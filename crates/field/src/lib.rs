//! Arithmetic in the secp256k1 base field, `p = 2^256 - 2^32 - 977`.
//!
//! Elements use ten 26-bit limbs with lazy reduction: additions and small
//! multiples accumulate in spare limb bits, `mul`/`sqr` reduce modulo the
//! limb radix, and `normalize` brings a value back to `[0, p)`.
//!
//! The variable-time inverse reads the modulus from a process-wide
//! [`FieldConstants`]; hosts call [`start`]/[`start_with`] once at startup
//! and [`stop`] at shutdown, though [`acquire`] also starts lazily.

pub mod codec;
pub mod config;
pub mod context;
pub mod element;
pub mod error;
pub mod params;

mod chains;
mod inverse_var;
mod mul;

pub use codec::HEX_BUFFER_LEN;
pub use config::{FieldConfig, HexDecodeMode, HEX_DECODE_ENV};
pub use context::{acquire, is_started, start, start_with, stop, FieldConstants};
pub use element::FieldElement;
pub use error::FieldError;
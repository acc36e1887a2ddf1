//! Fixed exponentiations: square root `a^((p+1)/4)` and inverse `a^(p-2)`.
//!
//! Each exponent is reached by an addition chain written down as data: a
//! table of small powers built from squarings and products, followed by a
//! ladder that shifts the running exponent left by ten bits and adds one of
//! the table entries. The sequence of operations never depends on the value
//! being exponentiated.

use crate::element::FieldElement;

use Precompute::{Multiply, Square};

/// One entry of the precomputed power table. Indices refer to the table with
/// the input itself at index 0.
#[derive(Clone, Copy, Debug)]
enum Precompute {
    Square(usize),
    Multiply(usize, usize),
}

/// `repeat` times: square `squarings` times, then multiply by table entry
/// `multiply_by`.
#[derive(Clone, Copy, Debug)]
struct LadderStep {
    repeat: usize,
    squarings: usize,
    multiply_by: usize,
}

struct AdditionChain {
    table: [Precompute; 16],
    start: usize,
    ladder: &'static [LadderStep],
}

impl AdditionChain {
    fn apply(&self, a: &FieldElement) -> FieldElement {
        let mut powers = [FieldElement::ZERO; 17];
        powers[0] = *a;
        for (i, step) in self.table.iter().enumerate() {
            powers[i + 1] = match *step {
                Square(j) => powers[j].sqr(),
                Multiply(j, k) => powers[j].mul(&powers[k]),
            };
        }

        let mut x = powers[self.start];
        for step in self.ladder {
            for _ in 0..step.repeat {
                for _ in 0..step.squarings {
                    x.sqr_assign();
                }
                x.mul_assign(&powers[step.multiply_by]);
            }
        }
        x
    }
}

/// Powers 1, 2, 3, 6, 12, 15, 30, 60, 120, 240, 255, 510, 750, 780, 1020,
/// 1022, 1023.
static SQRT_CHAIN: AdditionChain = AdditionChain {
    table: [
        Square(0),         // 2
        Multiply(1, 0),    // 3
        Square(2),         // 6
        Square(3),         // 12
        Multiply(4, 2),    // 15
        Square(5),         // 30
        Square(6),         // 60
        Square(7),         // 120
        Square(8),         // 240
        Multiply(9, 5),    // 255
        Square(10),        // 510
        Multiply(11, 9),   // 750
        Multiply(12, 6),   // 780
        Square(11),        // 1020
        Multiply(14, 1),   // 1022
        Multiply(15, 0),   // 1023
    ],
    start: 5,
    ladder: &[
        LadderStep { repeat: 21, squarings: 10, multiply_by: 16 },
        LadderStep { repeat: 1, squarings: 10, multiply_by: 15 },
        LadderStep { repeat: 2, squarings: 10, multiply_by: 16 },
        LadderStep { repeat: 1, squarings: 10, multiply_by: 13 },
    ],
};

/// Powers 1, 2, 3, 4, 5, 10, 11, 21, 42, 45, 63, 126, 252, 504, 1008, 1019,
/// 1023.
static INVERSE_CHAIN: AdditionChain = AdditionChain {
    table: [
        Square(0),         // 2
        Multiply(1, 0),    // 3
        Square(1),         // 4
        Multiply(3, 0),    // 5
        Square(4),         // 10
        Multiply(5, 0),    // 11
        Multiply(6, 5),    // 21
        Square(7),         // 42
        Multiply(8, 2),    // 45
        Multiply(8, 7),    // 63
        Square(10),        // 126
        Square(11),        // 252
        Square(12),        // 504
        Square(13),        // 1008
        Multiply(14, 6),   // 1019
        Multiply(15, 3),   // 1023
    ],
    start: 10,
    ladder: &[
        LadderStep { repeat: 21, squarings: 10, multiply_by: 16 },
        LadderStep { repeat: 1, squarings: 10, multiply_by: 15 },
        LadderStep { repeat: 2, squarings: 10, multiply_by: 16 },
        LadderStep { repeat: 1, squarings: 10, multiply_by: 9 },
    ],
};

impl FieldElement {
    /// `self^((p+1)/4)`, magnitude 1.
    ///
    /// A square root of `self` when `self` is a quadratic residue. For a
    /// non-residue the result is some unrelated value; use
    /// [`sqrt_checked`](Self::sqrt_checked) when that matters.
    /// Requires magnitude ≤ 8.
    pub fn sqrt(&self) -> Self {
        SQRT_CHAIN.apply(self)
    }

    /// Square root, or `None` if `self` is not a quadratic residue.
    pub fn sqrt_checked(&self) -> Option<Self> {
        let r = self.sqrt();
        if r.sqr().normalized().equal(&self.normalized()) {
            Some(r)
        } else {
            None
        }
    }

    /// `self^(p-2)`: the multiplicative inverse, in constant time. Maps 0 to
    /// 0. Requires magnitude ≤ 8; the result has magnitude 1.
    pub fn inv(&self) -> Self {
        INVERSE_CHAIN.apply(self)
    }
}

#[cfg(test)]
mod tests {
    use super::*;
    use crate::params::MODULUS_BYTES;
    use k1fe_numeric::{U256, U256Ext};

    fn modulus() -> U256 {
        U256::from_be_bytes32(&MODULUS_BYTES)
    }

    /// Exponent of every table entry, index 0 being 1.
    fn table_exponents(chain: &AdditionChain) -> [u64; 17] {
        let mut e = [0u64; 17];
        e[0] = 1;
        for (i, step) in chain.table.iter().enumerate() {
            e[i + 1] = match *step {
                Square(j) => 2 * e[j],
                Multiply(j, k) => e[j] + e[k],
            };
        }
        e
    }

    /// The exponent the whole chain computes.
    fn chain_exponent(chain: &AdditionChain) -> U256 {
        let table = table_exponents(chain);
        let mut e = U256::from_u64(table[chain.start]);
        for step in chain.ladder {
            for _ in 0..step.repeat {
                e = e
                    .wrapping_shl_vartime(step.squarings as u32)
                    .wrapping_add(&U256::from_u64(table[step.multiply_by]));
            }
        }
        e
    }

    #[test]
    fn sqrt_table_matches_documented_powers() {
        let expected = [1, 2, 3, 6, 12, 15, 30, 60, 120, 240, 255, 510, 750, 780, 1020, 1022, 1023];
        assert_eq!(table_exponents(&SQRT_CHAIN), expected);
    }

    #[test]
    fn inverse_table_matches_documented_powers() {
        let expected = [1, 2, 3, 4, 5, 10, 11, 21, 42, 45, 63, 126, 252, 504, 1008, 1019, 1023];
        assert_eq!(table_exponents(&INVERSE_CHAIN), expected);
    }

    #[test]
    fn sqrt_chain_reaches_p_plus_1_over_4() {
        let target = modulus().wrapping_add(&U256::ONE).wrapping_shr_vartime(2);
        assert_eq!(chain_exponent(&SQRT_CHAIN), target);
    }

    #[test]
    fn inverse_chain_reaches_p_minus_2() {
        let target = modulus().wrapping_sub(&U256::from_u64(2));
        assert_eq!(chain_exponent(&INVERSE_CHAIN), target);
    }

    #[test]
    fn inverse_of_two() {
        let two = FieldElement::from_int(2);
        let inv = two.inv();
        assert_eq!(&inv * &two, FieldElement::ONE);
        assert_eq!(inv.magnitude(), 1);
    }

    #[test]
    fn inverse_of_zero_is_zero() {
        assert_eq!(FieldElement::ZERO.inv(), FieldElement::ZERO);
    }

    #[test]
    fn inverse_of_minus_one_is_minus_one() {
        let minus_one = FieldElement::ONE.negate(1);
        assert_eq!(minus_one.inv(), minus_one);
    }

    #[test]
    fn sqrt_of_small_square() {
        let r = FieldElement::from_int(49).sqrt();
        let seven = FieldElement::from_int(7);
        assert!(r == seven || r == seven.negate(1));
        assert_eq!(r.sqr(), FieldElement::from_int(49));
    }

    #[test]
    fn sqrt_of_zero_and_one() {
        assert_eq!(FieldElement::ZERO.sqrt(), FieldElement::ZERO);
        let r = FieldElement::ONE.sqrt();
        assert_eq!(r.sqr(), FieldElement::ONE);
    }

    #[test]
    fn sqrt_checked_rejects_non_residue() {
        // p == 3 (mod 4), so -1 has no square root.
        assert!(FieldElement::ONE.negate(1).sqrt_checked().is_none());
        assert!(FieldElement::from_int(16).sqrt_checked().is_some());
    }
}
//! Conversions between field elements and bytes, hex strings and `U256`.
//!
//! Byte import and export walk the value in 2-bit windows. 26 is even, so a
//! window never straddles two limbs and limb 9 ends exactly at bit 256.

use k1fe_numeric::{U256, U256Ext};

use crate::config::HexDecodeMode;
use crate::context;
use crate::element::FieldElement;
use crate::error::FieldError;
use crate::params::LIMB_BITS;

/// Capacity `write_hex` needs: 64 digits and a NUL terminator.
pub const HEX_BUFFER_LEN: usize = 65;

const HEX_DIGITS: &[u8; 16] = b"0123456789abcdef";

/// Marks a byte that is not a hex digit in [`NIBBLES`].
const NOT_HEX: u8 = 0xFF;

/// ASCII byte to nibble value.
static NIBBLES: [u8; 256] = {
    let mut table = [NOT_HEX; 256];
    let mut i = 0;
    while i < 10 {
        table[b'0' as usize + i] = i as u8;
        i += 1;
    }
    let mut i = 0;
    while i < 6 {
        table[b'a' as usize + i] = 10 + i as u8;
        table[b'A' as usize + i] = 10 + i as u8;
        i += 1;
    }
    table
};

#[inline(always)]
const fn window(bit: usize) -> (usize, usize) {
    (bit / LIMB_BITS as usize, bit % LIMB_BITS as usize)
}

impl FieldElement {
    /// Load a 32-byte big-endian value.
    ///
    /// The result is marked normalized with magnitude 1. Values at or above
    /// `p` are kept unreduced; normalize before relying on canonical form.
    pub fn set_b32(&mut self, a: &[u8; 32]) {
        let mut n = [0u32; 10];
        for i in 0..32 {
            let byte = a[31 - i];
            for j in 0..4 {
                let (limb, shift) = window(8 * i + 2 * j);
                n[limb] |= (((byte >> (2 * j)) & 0x3) as u32) << shift;
            }
        }
        self.n = n;
        self.magnitude = 1;
        self.normalized = true;
    }

    pub fn from_b32(a: &[u8; 32]) -> Self {
        let mut r = Self::ZERO;
        r.set_b32(a);
        r
    }

    /// Export as 32 big-endian bytes. Requires a normalized element.
    pub fn to_b32(&self) -> [u8; 32] {
        debug_assert!(self.normalized, "to_b32 on a non-normalized element");
        let mut r = [0u8; 32];
        for i in 0..32 {
            let mut c = 0u8;
            for j in 0..4 {
                let (limb, shift) = window(8 * i + 2 * j);
                c |= (((self.n[limb] >> shift) & 0x3) as u8) << (2 * j);
            }
            r[31 - i] = c;
        }
        r
    }

    /// Load a big-endian value of at most 32 bytes, left-padded with zeros.
    pub fn set_bytes(&mut self, a: &[u8]) -> Result<(), FieldError> {
        if a.len() > 32 {
            return Err(FieldError::TooManyBytes { len: a.len() });
        }
        let mut buf = [0u8; 32];
        buf[32 - a.len()..].copy_from_slice(a);
        self.set_b32(&buf);
        Ok(())
    }

    pub fn from_bytes(a: &[u8]) -> Result<Self, FieldError> {
        let mut r = Self::ZERO;
        r.set_bytes(a)?;
        Ok(r)
    }

    /// Write the normalized value as 64 lowercase hex digits followed by a
    /// NUL byte.
    ///
    /// Returns the number of bytes the encoding takes ([`HEX_BUFFER_LEN`]).
    /// If `out` is shorter than that nothing is written; callers compare the
    /// return value with their buffer length.
    pub fn write_hex(&self, out: &mut [u8]) -> usize {
        if out.len() < HEX_BUFFER_LEN {
            return HEX_BUFFER_LEN;
        }
        let bytes = self.normalized().to_b32();
        for (i, b) in bytes.iter().enumerate() {
            out[2 * i] = HEX_DIGITS[(b >> 4) as usize];
            out[2 * i + 1] = HEX_DIGITS[(b & 0xF) as usize];
        }
        out[64] = 0;
        HEX_BUFFER_LEN
    }

    /// 64 lowercase hex digits of the normalized value.
    pub fn to_hex(&self) -> String {
        hex::encode(self.normalized().to_b32())
    }

    /// Permissive hex import.
    ///
    /// Digits are right-aligned: short input is zero-padded on the left and
    /// input longer than 64 digits keeps only its last 64. Characters that
    /// are not hex digits count as 0.
    pub fn set_hex(&mut self, s: &str) {
        let mut buf = [0u8; 32];
        for (pos, &ch) in s.as_bytes().iter().rev().take(64).enumerate() {
            let nibble = match NIBBLES[ch as usize] {
                NOT_HEX => 0,
                v => v,
            };
            buf[31 - pos / 2] |= if pos % 2 == 0 { nibble } else { nibble << 4 };
        }
        self.set_b32(&buf);
    }

    /// Hex import under an explicit decoding mode.
    pub fn from_hex_with(s: &str, mode: HexDecodeMode) -> Result<Self, FieldError> {
        if mode == HexDecodeMode::Strict {
            if s.len() > 64 {
                return Err(FieldError::HexTooLong { len: s.len() });
            }
            if let Some((index, ch)) = s.char_indices().find(|&(_, ch)| {
                !ch.is_ascii() || NIBBLES[ch as usize] == NOT_HEX
            }) {
                return Err(FieldError::InvalidHexDigit { index, ch });
            }
        }
        let mut r = Self::ZERO;
        r.set_hex(s);
        Ok(r)
    }

    /// Hex import using the mode of the active [`FieldConfig`](crate::FieldConfig).
    ///
    /// Permissive mode (the default) never fails.
    pub fn from_hex(s: &str) -> Result<Self, FieldError> {
        Self::from_hex_with(s, context::hex_decode_mode())
    }

    /// The normalized value as a `U256`.
    pub fn to_uint(&self) -> U256 {
        U256::from_be_bytes32(&self.normalized().to_b32())
    }

    /// Load a `U256`. Like [`set_b32`](Self::set_b32), values at or above
    /// `p` are kept unreduced.
    pub fn from_uint(v: &U256) -> Self {
        Self::from_b32(&v.to_be_bytes32())
    }
}
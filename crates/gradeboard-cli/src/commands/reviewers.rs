//! The `gradeboard reviewers` command.

use std::path::PathBuf;

use anyhow::Result;
use comfy_table::{Cell, Table};

use gradeboard_core::statistics::reviewer_activity;

use super::Session;

pub async fn execute(config_path: Option<PathBuf>) -> Result<()> {
    let session = Session::open(config_path.as_deref()).await?;
    let (reviewers, total) = reviewer_activity(&session.engine.snapshot());

    if reviewers.is_empty() {
        println!("No reviewers yet.");
        return Ok(());
    }

    let mut table = Table::new();
    table.set_header(vec!["Reviewer", "Grades"]);
    for r in &reviewers {
        table.add_row(vec![Cell::new(&r.name), Cell::new(r.contributions)]);
    }

    println!("{table}");
    println!("\nTotal contributions: {total}");
    Ok(())
}
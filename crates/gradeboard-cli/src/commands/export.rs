//! The `gradeboard export` command.

use std::path::PathBuf;

use anyhow::Result;

use gradeboard_core::report::ExportReport;

use super::Session;

pub async fn execute(config_path: Option<PathBuf>, output: Option<PathBuf>) -> Result<()> {
    let session = Session::open(config_path.as_deref()).await?;
    let report = ExportReport::build(&session.engine.snapshot(), session.engine.corpus());

    let path = output.unwrap_or_else(|| PathBuf::from(report.file_name()));
    report.save_json(&path)?;

    tracing::info!(export_id = %report.id, "export written");
    println!("Exported {} batches to {}", report.batches.len(), path.display());
    Ok(())
}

+ + +

→ TASK INSTRUCTIONS: What lines of the data include the word "above"? Copy each of them.

→ TASK OUTPUT:
    /// The result is marked normalized with magnitude 1. Values at or above
    /// Load a `U256`. Like [`set_b32`](Self::set_b32), values at or above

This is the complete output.